SeeingVR is a research toolkit for making virtual reality more accessible to people with low vision – moderate to severe visual impairments that cannot be corrected fully by glasses. It includes a number of enhancements that provide visual and audio augmentations to existing VR experiences – including magnification, edge enhancement, brightness and contrast adjustment, text augmentation and text-to-speech. The toolkit also enables VR developers to add capabilities such as object descriptions and object labeling and highlighting. SeeingVR is designed to be used with the Unity VR development platform.

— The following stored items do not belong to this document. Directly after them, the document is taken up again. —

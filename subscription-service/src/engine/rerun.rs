//! Operator recovery for a period whose order got lost or failed.

use crate::engine::EngineDeps;
use crate::models::{PeriodStatus, SubscriptionPeriod};
use crate::services::OrderCommand;
use serde::Serialize;
use service_core::error::AppError;
use uuid::Uuid;

#[derive(Debug, Clone, PartialEq, Serialize)]
#[serde(tag = "action", rename_all = "snake_case")]
pub enum RerunOutcome {
    /// The latest order was still in flight and has been retried.
    Retried { order_id: Uuid },
    /// A new renewal order was created and the period reset to PENDING.
    Reordered {
        order_id: Uuid,
        period: SubscriptionPeriod,
    },
}

pub struct PeriodRerun {
    deps: EngineDeps,
}

impl PeriodRerun {
    pub fn new(deps: EngineDeps) -> Self {
        Self { deps }
    }

    #[tracing::instrument(skip(self))]
    pub async fn rerun(
        &self,
        subscription_id: Uuid,
        period_id: Uuid,
    ) -> Result<RerunOutcome, AppError> {
        let subscription = self
            .deps
            .store
            .get_subscription(subscription_id)
            .await?
            .ok_or_else(|| AppError::NotFound(anyhow::anyhow!("Subscription not found")))?;

        let period = self
            .deps
            .store
            .get_period(period_id)
            .await?
            .filter(|p| p.subscription_id == subscription_id)
            .ok_or_else(|| AppError::NotFound(anyhow::anyhow!("Period not found")))?;

        let latest = self
            .deps
            .store
            .list_orders_for_period(period_id)
            .await?
            .into_iter()
            .next();

        if let Some(link) = latest {
            let order = self.deps.orders.get_order(link.order_id).await?;
            if !order.status.is_final() {
                self.deps.orders.retry_order(link.order_id).await?;
                tracing::info!(order_id = %link.order_id, "Order retried");
                return Ok(RerunOutcome::Retried {
                    order_id: link.order_id,
                });
            }
        }

        let period = self
            .deps
            .store
            .update_period_status(period_id, &[], PeriodStatus::Pending)
            .await?
            .ok_or_else(|| AppError::NotFound(anyhow::anyhow!("Period not found")))?;

        let order = self
            .deps
            .orders
            .execute(OrderCommand::RenewPlan {
                user_id: subscription.user_id,
                offer_id: period.offer_id,
                subscription_id,
                period_id,
            })
            .await?
            .ok_or_else(|| {
                AppError::Conflict(anyhow::anyhow!(
                    "Period {} changed before it could be ordered",
                    period_id
                ))
            })?;

        tracing::info!(order_id = %order.order_id, period_id = %period_id, "Period reordered");

        Ok(RerunOutcome::Reordered {
            order_id: order.order_id,
            period,
        })
    }
}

SeeingVR's low vision tools

SeeingVR includes enhancements that help developers make VR more accessible to people with low vision.

Soundscape

Microsoft Soundscape is a research project that explores the use of innovative audio-based technology to enable people, particularly those with blindness or low vision, to build a richer awareness of their surroundings, thus becoming more confident and empowered to get around. Soundscape provides information about your surroundings with synthesized binaural audio, creating the effect of 3D sound. Unlike step-by-step navigation apps, Soundscape uses audio cues to enrich ambient awareness and provide a new way to relate to the environment. It allows users to build a mental map and make personal route choices while being more comfortable within unfamiliar spaces.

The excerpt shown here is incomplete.